Conference: ICML 2026
arXiv: 2512.01537
Code: https://github.com/tashQ/Q2D2 (Available)
Area: Neural Audio Coding / Quantization Methods / Speech Representation
Keywords: 2D Quantization, Geometry-Aware, Neural Audio Codec, FSQ, Implicit Codebook

TL;DR

Ours replaces the scalar quantizer in neural audio codecs with Q2D2, a geometric quantizer using "paired channels + structured 2D grids." By substituting learnable codebooks with fixed hexagonal, rectangular, or rhombic tilings, Q2D2 matches or exceeds the speech reconstruction quality of RVQ/VQ/FSQ using only a single quantizer and an extremely low token rate.

Background & Motivation

Background: Current mainstream neural audio codecs (Encodec, DAC, WavTokenizer, etc.) adopt a three-stage "encoder → quantizer → decoder" architecture. Quantizers typically employ VQ-VAE, Residual VQ (RVQ), or Finite Scalar Quantization (FSQ) to output discrete tokens for downstream audio LLMs.

Limitations of Prior Work: VQ and RVQ suffer from training instability and sharp decreases in codebook utilization as size increases, necessitating numerous tricks like commitment loss, codebook restarts, and random perturbations.

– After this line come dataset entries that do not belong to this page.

use serde::{Deserialize, Serialize};
use std::time::Duration;

/// Default User-Agent string for HTTP requests
pub const DEFAULT_USER_AGENT: &str = concat!("request-gateway/", env!("CARGO_PKG_VERSION"));

/// Default per-request timeout
pub const DEFAULT_TIMEOUT: Duration = Duration::from_secs(30);

/// Default maximum response body size (10 MiB)
pub const DEFAULT_MAX_BODY_SIZE: usize = 10 * 1024 * 1024;

/// Root certificate source for TLS connections
#[derive(Debug, Clone, Copy, Default, PartialEq, Eq, Serialize, Deserialize)]
#[serde(rename_all = "snake_case")]
pub enum TlsRootConfig {
    /// Use Mozilla's root certificates (webpki-roots, no OS dependency)
    #[default]
    WebPki,
    /// Use OS native root certificate store
    Native,
}

/// Which URL schemes the client accepts
#[derive(Debug, Clone, Copy, Default, PartialEq, Eq, Serialize, Deserialize)]
#[serde(rename_all = "snake_case")]
pub enum TransportSecurity {
    /// Require TLS for all connections (HTTPS only)
    #[default]
    TlsOnly,
    /// Allow plain `http://` URLs as well.
    ///
    /// Intended for local mock servers and development endpoints.
    AllowInsecureHttp,
}

/// Transport configuration for [`HttpClient`](crate::HttpClient).
#[derive(Debug, Clone)]
pub struct HttpClientConfig {
    /// Per-request timeout (default: 30 seconds)
    ///
    /// Covers connecting, sending the request and receiving response headers.
    pub request_timeout: Duration,

    /// Maximum response body size in bytes (default: 10 MiB)
    ///
    /// Enforced on decompressed bytes.
    pub max_body_size: usize,

    /// User-Agent header value
    pub user_agent: String,

    /// Headers added to every request that does not already carry them
    pub default_headers: Vec<(String, String)>,

    /// Transport security mode (default: `TlsOnly`)
    pub transport: TransportSecurity,

    /// TLS root certificate strategy (default: `WebPki`)
    pub tls_roots: TlsRootConfig,

    /// Buffer capacity of the request channel in front of the service stack
    /// (default: 1024, minimum 1)
    pub buffer_capacity: usize,

    /// Timeout for idle pooled connections (default: 90 seconds)
    ///
    /// `None` keeps idle connections until the client is dropped.
    pub pool_idle_timeout: Option<Duration>,

    /// Maximum number of idle connections kept per host (default: 32)
    pub pool_max_idle_per_host: usize,
}

impl Default for HttpClientConfig {
    fn default() -> Self {
        Self {
            request_timeout: DEFAULT_TIMEOUT,
            max_body_size: DEFAULT_MAX_BODY_SIZE,
            user_agent: DEFAULT_USER_AGENT.to_owned(),
            default_headers: Vec::new(),
            transport: TransportSecurity::TlsOnly,
            tls_roots: TlsRootConfig::default(),
            buffer_capacity: 1024,
            pool_idle_timeout: Some(Duration::from_secs(90)),
            pool_max_idle_per_host: 32,
        }
    }
}

impl HttpClientConfig {
    /// Configuration for tests against local mock servers: plain HTTP allowed.
    #[must_use]
    pub fn for_testing() -> Self {
        Self {
            transport: TransportSecurity::AllowInsecureHttp,
            request_timeout: Duration::from_secs(5),
            ..Self::default()
        }
    }
}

FSQ utilizes "per-channel independent scalar quantization" to define an implicit product codebook, avoiding collapse. However, quantizing each channel separately completely ignores cross-channel correlations, compressing expressive power onto 1D grids.

Key Challenge: There appears to be a trade-off between "high codebook utilization" and the "ability to model channel correlations." FSQ chooses the former at the expense of the latter, while VQ does the opposite.

Goal: (i) Retain the simplicity and high utilization of FSQ; (ii) reintroduce inter-channel geometric structures within discrete spaces; (iii) achieve speech reconstruction quality comparable to or better than SOTA at low token rates.

Key Insight: It is observed that the "1D scalar grid" of FSQ can naturally be extended to a "2D geometric grid." By pairing channels and mapping each pair to a fixed 2D tiling, one simultaneously achieves the stability of implicit product codebooks and the channel correlation modeling capability offered by 2D grids.

Core Idea: Replace "per-channel independent scalar quantization" with "pairwise channel nearest-neighbor quantization on 2D structured grids." This upgrades the quantizer from a 1D scalar grid to a 2D geometric tiling while keeping the codebook implicit and training-free.

Method

Overall Architecture

Q2D2 follows the "encoder → single quantizer → decoder" framework of WavTokenizer, replacing only the bottleneck quantizer:

  1. Encoder Output \(\mathbf{x}\) is projected via an affine linear layer to \(\mathbb{R}^d\) (\(d\) must be even, typically \(d=6\)), then compressed to \(\mathbf{z}\in[-1,1]^d\) via \(\tanh\).
  2. Per-dimension Bounding: Each \(z_i\) is scaled by \(l_i/2\) to fit the range \([-l_i/2, l_i/2]\), where \(l_i\in\mathbb{N}\) represents the number of quantization levels (typically \(5\le l_i\le 11\)).
  3. Channel Pairing: The \(d\) dimensions are reshaped into \(P=d/2\) two-dimensional pairs, denoted as \(z''_j=(z'_{2j-1}, z'_{2j})\).
  4. 2D Nearest-Neighbor Quantization: Each \(z''_j\) finds its nearest point on a predefined 2D grid \(\mathcal{G}_j\subset\mathbb{R}^2\): \(\hat z''_j=\arg\min_{g\in\mathcal{G}_j}\|z''_j-g\|_2\). Grids are pre-calculated based on a tiling (hexagonal, rectangular, or rhombic) and are not learned.
  5. Out-projection + STE: The quantized results are mapped back to the decoder space via a lightweight linear layer, with gradients handled by the Straight-Through Estimator (STE).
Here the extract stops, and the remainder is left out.